Before we get to that stage of his life, we cover his childhood back-story as a reluctant Jew living in a non-Jewish neighbourhood, driven to fill his time with tormenting his sisters and movie-making with a Super 8 camera. Scenes of home videos, photos and his early attempts at special effects are all fascinating. The impact of his Bohemian mother Leah and workaholic father Arnold, and particularly the very surprising relationship breakdown that happened between them, go a long way to explain the constant return to ‘father issues’ in many of his films such as “E.T.”, “Close Encounters of the Third Kind”, “Hook” and “Indiana Jones and the Last Crusade”.
The majority of the film though settles down into a roughly chronological review of the highlights of his movie career, with particular emphasis justly being placed on some of the key watershed moments in that career. Most of his films get at least a mention, but “Jaws”, “E.T.”, “Schindler’s List”, “The Color Purple”, “Jurassic Park”, “Munich” and “Empire of the Sun” get more focus. It is such a wonderful trip down my cinematic memory lane. I also forget just what cinematic majesty and craftsmanship is present in these films: I just hope that at some point this will get a Blu-Ray or DVD release so it can be properly appreciated (rather than viewing it on a tiny airplane screen which is how I watched this): the combination of film clips in here is breathtaking.
As might be expected for a documentary about the great director, there is plenty of ‘behind the camera’ footage on show, some of which is fascinating. Spielberg could always get the very best performances out of the youngsters on set, from Cary Guffey (“Toys!!”) in “Close Encounters” to a heartbreaking scene where he reduces the young Drew Barrymore to howls of emotion in “E.T.”. A master at work.
All of the movie scenes are accompanied by new interview footage from Spielberg himself, as well as warm platitudes from many of the luminaries he has worked with in the past. Directors involved include many of the the directors referenced above, as well as those modern directors influenced by him such as J.J. Abrams; his go-to cinematographers Vilmos Zsigmond and Janusz Kaminski; his ‘go-to’ composer John Williams; and stars including his go-to ‘everyman’ Richard Dreyfuss, Tom Cruise, Harrison Ford, Bob Balaban, Tom Hanks, Opray Winfrey, Leonardo DiCaprio, Christian Bale, Dustin Hoffman and James Brolin. Some of these comments are useful and insightful; some are just fairly meaningless sound bites that add nothing to the film. What all the comments are though is almost all uniformly positive.
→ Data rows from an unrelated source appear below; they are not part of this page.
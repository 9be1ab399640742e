//! License request persistence.

use crate::error::{StoreError, StoreResult};
use crate::{map_constraint, non_empty, LicenseStore};
use licensor_types::{LicenseRequest, RequestId};
use rusqlite::{params, Connection, OptionalExtension, Row};

const COLUMNS: &str = "id, organization, contactPerson, email, phoneNumber, requestedDomain,
    requestDate, note, customMessage";

fn from_row(row: &Row<'_>) -> rusqlite::Result<LicenseRequest> {
    Ok(LicenseRequest {
        id: RequestId::from(row.get::<_, String>(0)?),
        organization: row.get::<_, Option<String>>(1)?.unwrap_or_default(),
        contact_person: row.get::<_, Option<String>>(2)?.unwrap_or_default(),
        email: row.get::<_, Option<String>>(3)?.unwrap_or_default(),
        phone_number: non_empty(row.get(4)?),
        requested_domain: row.get::<_, Option<String>>(5)?.unwrap_or_default(),
        request_date: row.get::<_, Option<String>>(6)?.unwrap_or_default(),
        note: non_empty(row.get(7)?),
        custom_message: non_empty(row.get(8)?),
    })
}

pub(crate) fn load(conn: &Connection, id: &RequestId) -> StoreResult<Option<LicenseRequest>> {
    let request = conn
        .query_row(
            &format!("SELECT {COLUMNS} FROM requests WHERE id = ?1"),
            params![id.as_str()],
            from_row,
        )
        .optional()?;
    Ok(request)
}

pub(crate) fn write(conn: &Connection, request: &LicenseRequest, replace: bool) -> StoreResult<()> {
    let verb = if replace { "INSERT OR REPLACE" } else { "INSERT" };
    conn.execute(
        &format!(
            "{verb} INTO requests (id, organization, contactPerson, email, phoneNumber,
                requestedDomain, requestDate, note, customMessage)
             VALUES (?1, ?2, ?3, ?4, ?5, ?6, ?7, ?8, ?9)"
        ),
        params![
            request.id.as_str(),
            request.organization,
            request.contact_person,
            request.email,
            request.phone_number,
            request.requested_domain,
            request.request_date,
            request.note,
            request.custom_message,
        ],
    )
    .map_err(|e| map_constraint(e, || format!("request {} already exists", request.id)))?;
    Ok(())
}

impl LicenseStore {
    /// Lists all requests, newest first.
    pub fn list_requests(&self) -> StoreResult<Vec<LicenseRequest>> {
        let conn = self.conn()?;
        let mut stmt =
            conn.prepare(&format!("SELECT {COLUMNS} FROM requests ORDER BY requestDate DESC"))?;
        let requests = stmt
            .query_map([], from_row)?
            .collect::<Result<Vec<_>, _>>()?;
        Ok(requests)
    }

    /// Loads a request by id.
    pub fn get_request(&self, id: &RequestId) -> StoreResult<Option<LicenseRequest>> {
        let conn = self.conn()?;
        load(&conn, id)
    }

    /// Finds the pending request for a normalized domain (case-insensitive).
    pub fn find_request_by_domain(&self, domain: &str) -> StoreResult<Option<LicenseRequest>> {
        let conn = self.conn()?;
        let request = conn
            .query_row(
                &format!(
                    "SELECT {COLUMNS} FROM requests WHERE lower(requestedDomain) = lower(?1) LIMIT 1"
                ),
                params![domain],
                from_row,
            )
            .optional()?;
        Ok(request)
    }

    /// Inserts a new request. Fails with [`StoreError::Conflict`] if the id exists.
    pub fn insert_request(&self, request: &LicenseRequest) -> StoreResult<()> {
        let conn = self.conn()?;
        write(&conn, request, false)
    }

    /// Inserts or replaces a request by id.
    pub fn upsert_request(&self, request: &LicenseRequest) -> StoreResult<()> {
        let conn = self.conn()?;
        write(&conn, request, true)
    }

    /// Updates the contact details, note and custom message of a request.
    ///
    /// The requested domain and request date are immutable.
    pub fn update_request(&self, request: &LicenseRequest) -> StoreResult<()> {
        let conn = self.conn()?;
        let changed = conn.execute(
            "UPDATE requests SET organization = ?1, contactPerson = ?2, email = ?3,
                phoneNumber = ?4, note = ?5, customMessage = ?6
             WHERE id = ?7",
            params![
                request.organization,
                request.contact_person,
                request.email,
                request.phone_number,
                request.note,
                request.custom_message,
                request.id.as_str(),
            ],
        )?;
        if changed == 0 {
            return Err(StoreError::NotFound(format!("request {}", request.id)));
        }
        Ok(())
    }

    /// Deletes a request. Returns false if it did not exist.
    pub fn delete_request(&self, id: &RequestId) -> StoreResult<bool> {
        let conn = self.conn()?;
        let changed = conn.execute("DELETE FROM requests WHERE id = ?1", params![id.as_str()])?;
        Ok(changed > 0)
    }
}
//! Lenient decoding for rows written by older stores.
//!
//! Legacy databases have no NOT NULL constraints, so any text column may
//! arrive as `null`.

use serde::{Deserialize, Deserializer};

/// Decodes `null` as the type's default.
pub(crate) fn null_as_default<'de, D, T>(deserializer: D) -> Result<T, D::Error>
where
    D: Deserializer<'de>,
    T: Deserialize<'de> + Default,
{
    Ok(Option::<T>::deserialize(deserializer)?.unwrap_or_default())
}
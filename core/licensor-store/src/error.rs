//! Error types for the storage layer.

use thiserror::Error;

/// Result type for storage operations.
pub type StoreResult<T> = Result<T, StoreError>;

/// Errors that can occur in storage operations.
#[derive(Debug, Error)]
pub enum StoreError {
    /// Database error from SQLite.
    #[error("database error: {0}")]
    Database(#[from] rusqlite::Error),

    /// Serialization/deserialization error.
    #[error("serialization error: {0}")]
    Serialization(#[from] serde_json::Error),

    /// Record not found.
    #[error("not found: {0}")]
    NotFound(String),

    /// A record with the same id already exists.
    #[error("conflict: {0}")]
    Conflict(String),

    /// Invalid data.
    #[error("invalid data: {0}")]
    InvalidData(String),

    /// A previous holder of the connection lock panicked.
    #[error("store lock poisoned")]
    Poisoned,
}

impl StoreError {
    /// Returns true if this error means the record does not exist.
    pub fn is_not_found(&self) -> bool {
        matches!(self, StoreError::NotFound(_))
    }

    /// Returns true if this error is an id collision.
    pub fn is_conflict(&self) -> bool {
        matches!(self, StoreError::Conflict(_))
    }
}
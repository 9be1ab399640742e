//! Queue of push operations that could not reach the remote store.
//!
//! Payloads are opaque JSON; the sync layer owns their shape.

use crate::error::StoreResult;
use crate::LicenseStore;
use rusqlite::params;
use serde_json::Value;

/// A push waiting to be retried.
#[derive(Debug, Clone, PartialEq)]
pub struct QueuedPush {
    pub id: i64,
    pub action: String,
    pub payload: Value,
    pub attempts: u32,
    pub last_error: Option<String>,
    pub queued_at: String,
}

impl LicenseStore {
    /// Queues a push. Returns the queue id.
    pub fn enqueue_push(&self, action: &str, payload: &Value, error: &str) -> StoreResult<i64> {
        let conn = self.conn()?;
        conn.execute(
            "INSERT INTO push_outbox (action, payload, attempts, lastError, queuedAt)
             VALUES (?1, ?2, 1, ?3, ?4)",
            params![
                action,
                serde_json::to_string(payload)?,
                error,
                chrono::Utc::now().to_rfc3339()
            ],
        )?;
        Ok(conn.last_insert_rowid())
    }

    /// Lists queued pushes, oldest first.
    pub fn pending_pushes(&self) -> StoreResult<Vec<QueuedPush>> {
        let conn = self.conn()?;
        let mut stmt = conn.prepare(
            "SELECT id, action, payload, attempts, lastError, queuedAt FROM push_outbox ORDER BY id",
        )?;
        let rows = stmt
            .query_map([], |row| {
                Ok((
                    row.get::<_, i64>(0)?,
                    row.get::<_, String>(1)?,
                    row.get::<_, String>(2)?,
                    row.get::<_, i64>(3)?,
                    row.get::<_, Option<String>>(4)?,
                    row.get::<_, String>(5)?,
                ))
            })?
            .collect::<Result<Vec<_>, _>>()?;

        let mut pushes = Vec::with_capacity(rows.len());
        for (id, action, payload, attempts, last_error, queued_at) in rows {
            pushes.push(QueuedPush {
                id,
                action,
                payload: serde_json::from_str(&payload)?,
                attempts: attempts.max(0) as u32,
                last_error,
                queued_at,
            });
        }
        Ok(pushes)
    }

    /// Drops a queued push after it was delivered.
    pub fn remove_push(&self, id: i64) -> StoreResult<()> {
        let conn = self.conn()?;
        conn.execute("DELETE FROM push_outbox WHERE id = ?1", params![id])?;
        Ok(())
    }

    /// Records another failed delivery attempt.
    pub fn record_push_failure(&self, id: i64, error: &str) -> StoreResult<()> {
        let conn = self.conn()?;
        conn.execute(
            "UPDATE push_outbox SET attempts = attempts + 1, lastError = ?1 WHERE id = ?2",
            params![error, id],
        )?;
        Ok(())
    }
}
And that’s my only criticism of the film. Like me, Susan Lacy is clearly a big fan. It is probably quite hard to find anyone who isn’t…. but perhaps Ms Lacy should have tried a bit harder! There is only limited focus on his big comedy flop of 1979, “1941”, and no mention at all of his lowest WW grossing film “Always”. And there are only a few contributors – notably film critic Janet Maslin – who are willing to stick their head above the parapet and prod into Spielberg’s weaknesses; ostensibly his tendency to veer to the sentimental and away from harder issues: the omitted “Color Purple” ‘mirror scene’ being a case in point.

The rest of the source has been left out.